**DATA PROVIDED**
mod build;
mod config;
mod info;
mod locate;
mod resolve;

use std::path::{Path, PathBuf};

use anyhow::{Context, Result};
use tracing::warn;

use qbuild_lib::EnvMap;
use qbuild_lib::consts::WORKSPACE_VAR;
use qbuild_lib::settings::Settings;

pub use build::cmd_build;
pub use config::{ConfigAction, cmd_config};
pub use info::cmd_info;
pub use locate::cmd_locate;
pub use resolve::cmd_resolve;

/// Capture this process's environment as the build environment.
///
/// An explicit `workspace` always becomes `WORKSPACE`. Otherwise an existing
/// `WORKSPACE` is kept, falling back to the current directory.
pub(crate) fn capture_env(workspace: Option<PathBuf>) -> Result<EnvMap> {
  let mut env: EnvMap = std::env::vars_os()
    .filter_map(|(k, v)| Some((k.into_string().ok()?, v.into_string().ok()?)))
    .collect();

  let workspace = match workspace {
    Some(dir) => Some(dunce::canonicalize(&dir).with_context(|| format!("Workspace not found: {}", dir.display()))?),
    None if env.contains_key(WORKSPACE_VAR) => None,
    None => Some(std::env::current_dir().context("Failed to read current directory")?),
  };

  if let Some(dir) = workspace {
    env.insert(WORKSPACE_VAR.to_string(), dir.to_string_lossy().to_string());
  }

  Ok(env)
}

/// Where settings live: the `--settings` flag or the default location.
pub(crate) fn settings_path(explicit: Option<&Path>) -> Result<PathBuf> {
  match explicit {
    Some(path) => Ok(path.to_path_buf()),
    None => Ok(Settings::default_path()?),
  }
}

/// Load settings for a build, degrading to defaults when no config
/// directory can be determined.
pub(crate) fn load_settings(explicit: Option<&Path>) -> Result<Settings> {
  let path = match settings_path(explicit) {
    Ok(path) => path,
    Err(e) => {
      warn!(error = %e, "using default settings");
      return Ok(Settings::default());
    }
  };

  Settings::load_from(&path).context("Failed to load settings")
}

**WORK TO BE COMPLETED**
The whole listing above needs to be written out again exactly.

**PROBLEM SOLUTION**
mod build;
mod config;
mod info;
mod locate;
mod resolve;

use std::path::{Path, PathBuf};

use anyhow::{Context, Result};
use tracing::warn;

use qbuild_lib::EnvMap;
use qbuild_lib::consts::WORKSPACE_VAR;
use qbuild_lib::settings::Settings;

pub use build::cmd_build;
pub use config::{ConfigAction, cmd_config};
pub use info::cmd_info;
pub use locate::cmd_locate;
pub use resolve::cmd_resolve;

/// Capture this process's environment as the build environment.
///
/// An explicit `workspace` always becomes `WORKSPACE`. Otherwise an existing
/// `WORKSPACE` is kept, falling back to the current directory.
pub(crate) fn capture_env(workspace: Option<PathBuf>) -> Result<EnvMap> {
  let mut env: EnvMap = std::env::vars_os()
    .filter_map(|(k, v)| Some((k.into_string().ok()?, v.into_string().ok()?)))
    .collect();

  let workspace = match workspace {
    Some(dir) => Some(dunce::canonicalize(&dir).with_context(|| format!("Workspace not found: {}", dir.display()))?),
    None if env.contains_key(WORKSPACE_VAR) => None,
    None => Some(std::env::current_dir().context("Failed to read current directory")?),
  };

  if let Some(dir) = workspace {
    env.insert(WORKSPACE_VAR.to_string(), dir.to_string_lossy().to_string());
  }

  Ok(env)
}

/// Where settings live: the `--settings` flag or the default location.
pub(crate) fn settings_path(explicit: Option<&Path>) -> Result<PathBuf> {
  match explicit {
    Some(path) => Ok(path.to_path_buf()),
    None => Ok(Settings::default_path()?),
  }
}

/// Load settings for a build, degrading to defaults when no config
/// directory can be determined.
pub(crate) fn load_settings(explicit: Option<&Path>) -> Result<Settings> {
  let path = match settings_path(explicit) {
    Ok(path) => path,
    Err(e) => {
      warn!(error = %e, "using default settings");
      return Ok(Settings::default());
    }
  };

  Settings::load_from(&path).context("Failed to load settings")
}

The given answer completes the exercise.